[Stored entries]
+===+

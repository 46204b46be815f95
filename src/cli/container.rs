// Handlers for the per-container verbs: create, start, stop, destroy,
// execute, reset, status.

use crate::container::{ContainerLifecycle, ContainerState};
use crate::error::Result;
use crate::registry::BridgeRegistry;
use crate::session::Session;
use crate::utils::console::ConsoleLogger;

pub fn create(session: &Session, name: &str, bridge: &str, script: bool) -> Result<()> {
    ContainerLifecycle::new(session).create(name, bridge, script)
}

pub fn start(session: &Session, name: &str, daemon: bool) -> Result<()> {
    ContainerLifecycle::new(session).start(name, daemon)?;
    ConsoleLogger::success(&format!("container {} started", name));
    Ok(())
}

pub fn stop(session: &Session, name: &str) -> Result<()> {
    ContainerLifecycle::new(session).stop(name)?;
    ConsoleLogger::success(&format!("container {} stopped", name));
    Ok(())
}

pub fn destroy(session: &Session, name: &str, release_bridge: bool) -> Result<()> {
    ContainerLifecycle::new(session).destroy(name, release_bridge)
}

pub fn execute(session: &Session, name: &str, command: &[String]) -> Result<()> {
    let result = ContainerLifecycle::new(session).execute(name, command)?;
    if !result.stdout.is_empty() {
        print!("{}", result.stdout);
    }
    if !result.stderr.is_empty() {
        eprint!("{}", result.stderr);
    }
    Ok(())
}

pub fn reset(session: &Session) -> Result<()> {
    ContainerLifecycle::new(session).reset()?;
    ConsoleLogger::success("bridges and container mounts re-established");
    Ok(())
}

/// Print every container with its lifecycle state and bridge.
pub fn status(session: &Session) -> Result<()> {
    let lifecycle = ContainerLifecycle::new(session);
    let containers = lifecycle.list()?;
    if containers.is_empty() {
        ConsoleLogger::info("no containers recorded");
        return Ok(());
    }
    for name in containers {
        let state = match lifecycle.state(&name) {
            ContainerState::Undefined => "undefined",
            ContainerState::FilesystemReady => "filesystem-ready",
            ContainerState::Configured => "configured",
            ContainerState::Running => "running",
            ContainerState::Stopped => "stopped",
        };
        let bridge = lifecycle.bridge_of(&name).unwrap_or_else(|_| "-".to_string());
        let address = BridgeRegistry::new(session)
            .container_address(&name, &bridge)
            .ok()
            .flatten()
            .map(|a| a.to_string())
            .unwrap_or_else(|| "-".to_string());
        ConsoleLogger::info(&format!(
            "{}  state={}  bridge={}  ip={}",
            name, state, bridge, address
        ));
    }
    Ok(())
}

+===+

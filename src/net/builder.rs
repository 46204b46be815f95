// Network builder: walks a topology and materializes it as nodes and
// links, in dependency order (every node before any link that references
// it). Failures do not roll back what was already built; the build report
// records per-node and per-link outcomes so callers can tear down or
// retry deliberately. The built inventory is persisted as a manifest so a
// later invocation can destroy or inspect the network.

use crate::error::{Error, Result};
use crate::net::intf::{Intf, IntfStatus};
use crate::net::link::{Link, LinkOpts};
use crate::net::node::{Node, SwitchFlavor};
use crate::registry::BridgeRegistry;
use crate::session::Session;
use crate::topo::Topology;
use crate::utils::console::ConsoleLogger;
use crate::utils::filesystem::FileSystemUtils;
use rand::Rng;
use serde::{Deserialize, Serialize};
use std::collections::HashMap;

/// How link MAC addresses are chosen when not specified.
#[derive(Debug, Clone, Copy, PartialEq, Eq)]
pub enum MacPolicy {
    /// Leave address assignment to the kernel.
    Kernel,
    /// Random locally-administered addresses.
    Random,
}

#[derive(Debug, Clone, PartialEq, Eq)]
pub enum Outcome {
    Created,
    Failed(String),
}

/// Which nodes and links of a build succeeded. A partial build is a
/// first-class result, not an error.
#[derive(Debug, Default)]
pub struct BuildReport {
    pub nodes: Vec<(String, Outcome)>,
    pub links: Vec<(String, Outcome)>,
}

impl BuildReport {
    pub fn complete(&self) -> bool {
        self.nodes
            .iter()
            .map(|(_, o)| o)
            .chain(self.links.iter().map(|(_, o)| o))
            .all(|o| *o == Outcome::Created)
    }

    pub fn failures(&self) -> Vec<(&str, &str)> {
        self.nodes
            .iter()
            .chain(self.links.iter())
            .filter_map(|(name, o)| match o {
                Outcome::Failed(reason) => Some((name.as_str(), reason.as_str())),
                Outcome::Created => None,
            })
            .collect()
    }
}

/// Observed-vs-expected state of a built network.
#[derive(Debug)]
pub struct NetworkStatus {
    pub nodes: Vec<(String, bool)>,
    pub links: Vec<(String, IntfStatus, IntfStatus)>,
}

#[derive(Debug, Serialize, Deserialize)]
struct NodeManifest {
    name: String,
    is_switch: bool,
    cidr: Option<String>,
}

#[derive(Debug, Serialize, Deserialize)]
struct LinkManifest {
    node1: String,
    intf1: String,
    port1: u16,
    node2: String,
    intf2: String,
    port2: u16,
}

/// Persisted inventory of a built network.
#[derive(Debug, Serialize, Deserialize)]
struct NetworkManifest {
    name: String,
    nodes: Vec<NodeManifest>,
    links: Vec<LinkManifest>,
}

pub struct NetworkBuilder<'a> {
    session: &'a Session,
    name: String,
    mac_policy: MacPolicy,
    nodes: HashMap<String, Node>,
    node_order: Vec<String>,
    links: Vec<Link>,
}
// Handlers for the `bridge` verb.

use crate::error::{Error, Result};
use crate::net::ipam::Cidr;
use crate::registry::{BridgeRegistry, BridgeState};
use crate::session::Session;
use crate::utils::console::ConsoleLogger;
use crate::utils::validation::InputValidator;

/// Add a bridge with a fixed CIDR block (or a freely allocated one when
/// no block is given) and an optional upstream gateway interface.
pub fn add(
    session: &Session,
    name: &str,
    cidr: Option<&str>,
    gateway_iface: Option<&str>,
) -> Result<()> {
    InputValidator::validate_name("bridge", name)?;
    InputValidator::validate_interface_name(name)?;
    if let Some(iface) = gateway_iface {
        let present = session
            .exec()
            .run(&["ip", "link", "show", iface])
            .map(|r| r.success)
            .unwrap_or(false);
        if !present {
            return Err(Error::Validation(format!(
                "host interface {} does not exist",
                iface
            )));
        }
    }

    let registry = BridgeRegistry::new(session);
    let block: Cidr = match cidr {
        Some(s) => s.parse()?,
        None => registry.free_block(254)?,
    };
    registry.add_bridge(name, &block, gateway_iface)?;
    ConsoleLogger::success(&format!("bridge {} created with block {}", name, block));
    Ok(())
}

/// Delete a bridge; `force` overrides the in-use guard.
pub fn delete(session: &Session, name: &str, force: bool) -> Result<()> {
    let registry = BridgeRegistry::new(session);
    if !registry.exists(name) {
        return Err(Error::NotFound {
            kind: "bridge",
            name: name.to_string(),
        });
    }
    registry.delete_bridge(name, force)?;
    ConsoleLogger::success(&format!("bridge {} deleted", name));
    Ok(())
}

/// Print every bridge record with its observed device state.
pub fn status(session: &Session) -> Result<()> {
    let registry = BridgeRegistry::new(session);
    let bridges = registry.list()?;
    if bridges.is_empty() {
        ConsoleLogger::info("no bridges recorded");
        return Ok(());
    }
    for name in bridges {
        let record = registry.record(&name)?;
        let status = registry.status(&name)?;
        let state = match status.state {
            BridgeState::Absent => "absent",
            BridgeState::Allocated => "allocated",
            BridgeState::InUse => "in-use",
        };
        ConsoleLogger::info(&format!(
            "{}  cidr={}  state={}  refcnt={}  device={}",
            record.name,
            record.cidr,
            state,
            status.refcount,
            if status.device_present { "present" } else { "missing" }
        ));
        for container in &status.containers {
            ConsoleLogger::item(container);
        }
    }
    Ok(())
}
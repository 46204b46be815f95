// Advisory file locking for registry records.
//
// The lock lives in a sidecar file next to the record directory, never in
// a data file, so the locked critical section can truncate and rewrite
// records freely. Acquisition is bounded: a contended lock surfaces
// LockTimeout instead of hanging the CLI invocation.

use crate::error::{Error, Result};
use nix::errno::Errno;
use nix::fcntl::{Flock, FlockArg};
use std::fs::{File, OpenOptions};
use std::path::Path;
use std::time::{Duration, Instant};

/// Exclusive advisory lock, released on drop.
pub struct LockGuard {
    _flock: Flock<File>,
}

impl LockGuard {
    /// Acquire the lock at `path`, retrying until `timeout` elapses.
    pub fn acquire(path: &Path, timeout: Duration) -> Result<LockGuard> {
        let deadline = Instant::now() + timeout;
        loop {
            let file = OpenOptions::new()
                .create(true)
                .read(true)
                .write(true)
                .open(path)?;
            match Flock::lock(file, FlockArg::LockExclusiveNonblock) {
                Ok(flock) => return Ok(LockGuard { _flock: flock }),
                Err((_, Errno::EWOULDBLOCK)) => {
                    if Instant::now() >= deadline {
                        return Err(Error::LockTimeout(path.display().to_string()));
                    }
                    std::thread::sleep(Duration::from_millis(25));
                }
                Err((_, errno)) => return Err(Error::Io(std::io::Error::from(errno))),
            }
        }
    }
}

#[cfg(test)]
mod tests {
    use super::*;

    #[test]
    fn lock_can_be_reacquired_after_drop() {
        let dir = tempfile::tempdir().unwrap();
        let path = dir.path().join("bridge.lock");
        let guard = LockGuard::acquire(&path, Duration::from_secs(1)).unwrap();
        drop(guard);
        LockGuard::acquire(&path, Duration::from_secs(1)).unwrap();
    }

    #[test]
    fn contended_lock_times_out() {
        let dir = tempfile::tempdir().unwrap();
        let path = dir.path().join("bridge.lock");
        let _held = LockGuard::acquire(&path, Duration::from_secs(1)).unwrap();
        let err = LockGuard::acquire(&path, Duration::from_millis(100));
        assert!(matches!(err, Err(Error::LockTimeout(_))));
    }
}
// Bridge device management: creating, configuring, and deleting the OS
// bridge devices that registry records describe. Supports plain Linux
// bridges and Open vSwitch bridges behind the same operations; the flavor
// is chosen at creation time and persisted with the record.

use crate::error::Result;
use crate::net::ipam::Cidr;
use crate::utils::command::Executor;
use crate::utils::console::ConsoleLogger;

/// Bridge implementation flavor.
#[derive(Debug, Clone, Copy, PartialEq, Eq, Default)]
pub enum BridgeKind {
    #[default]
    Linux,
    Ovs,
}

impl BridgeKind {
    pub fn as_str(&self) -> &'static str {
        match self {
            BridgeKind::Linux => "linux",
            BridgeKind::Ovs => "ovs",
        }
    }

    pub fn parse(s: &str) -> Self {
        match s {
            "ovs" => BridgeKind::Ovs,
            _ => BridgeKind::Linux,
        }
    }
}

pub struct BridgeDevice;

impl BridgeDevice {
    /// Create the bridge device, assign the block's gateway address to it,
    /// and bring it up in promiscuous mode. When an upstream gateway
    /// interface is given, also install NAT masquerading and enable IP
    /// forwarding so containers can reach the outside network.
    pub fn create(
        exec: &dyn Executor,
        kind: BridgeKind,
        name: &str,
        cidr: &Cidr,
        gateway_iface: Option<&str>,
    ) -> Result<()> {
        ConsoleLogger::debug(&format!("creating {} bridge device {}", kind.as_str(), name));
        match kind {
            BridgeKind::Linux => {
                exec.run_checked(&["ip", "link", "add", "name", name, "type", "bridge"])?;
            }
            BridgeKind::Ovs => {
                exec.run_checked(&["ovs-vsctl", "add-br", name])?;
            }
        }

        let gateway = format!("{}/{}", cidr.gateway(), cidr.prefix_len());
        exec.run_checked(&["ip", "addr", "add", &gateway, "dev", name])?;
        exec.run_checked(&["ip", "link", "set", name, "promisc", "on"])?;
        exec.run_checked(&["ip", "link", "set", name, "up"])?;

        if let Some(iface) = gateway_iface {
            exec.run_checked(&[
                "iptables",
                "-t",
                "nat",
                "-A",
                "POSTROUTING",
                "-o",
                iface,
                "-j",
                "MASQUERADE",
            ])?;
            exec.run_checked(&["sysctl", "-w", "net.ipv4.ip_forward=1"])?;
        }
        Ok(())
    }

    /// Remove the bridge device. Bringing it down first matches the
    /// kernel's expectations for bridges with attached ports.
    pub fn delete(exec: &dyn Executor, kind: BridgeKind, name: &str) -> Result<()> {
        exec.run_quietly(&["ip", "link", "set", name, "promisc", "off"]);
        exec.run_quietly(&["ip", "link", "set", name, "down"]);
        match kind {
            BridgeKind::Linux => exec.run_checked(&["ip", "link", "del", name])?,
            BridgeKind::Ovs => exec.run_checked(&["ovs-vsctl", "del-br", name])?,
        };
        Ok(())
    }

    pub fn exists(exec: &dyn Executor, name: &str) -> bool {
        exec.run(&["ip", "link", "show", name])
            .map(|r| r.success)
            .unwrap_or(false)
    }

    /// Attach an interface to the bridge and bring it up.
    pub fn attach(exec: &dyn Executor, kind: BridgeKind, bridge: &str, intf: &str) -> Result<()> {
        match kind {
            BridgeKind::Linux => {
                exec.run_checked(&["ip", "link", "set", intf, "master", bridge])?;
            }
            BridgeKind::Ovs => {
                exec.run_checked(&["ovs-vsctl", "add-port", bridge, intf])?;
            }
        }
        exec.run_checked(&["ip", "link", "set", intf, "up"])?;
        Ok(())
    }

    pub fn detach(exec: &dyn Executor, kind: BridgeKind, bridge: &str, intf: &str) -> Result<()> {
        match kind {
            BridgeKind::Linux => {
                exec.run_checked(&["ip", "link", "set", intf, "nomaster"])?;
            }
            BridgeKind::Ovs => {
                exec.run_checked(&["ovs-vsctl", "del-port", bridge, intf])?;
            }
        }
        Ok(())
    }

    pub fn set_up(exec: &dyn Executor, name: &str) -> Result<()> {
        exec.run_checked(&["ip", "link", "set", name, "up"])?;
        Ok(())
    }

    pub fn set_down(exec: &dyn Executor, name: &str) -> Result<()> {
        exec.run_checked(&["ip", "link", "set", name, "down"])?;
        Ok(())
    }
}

+===+

> Your task
Which lines above hold the string "NodeManifest"? Please copy all of them.

> The completed task
struct NodeManifest {
    nodes: Vec<NodeManifest>,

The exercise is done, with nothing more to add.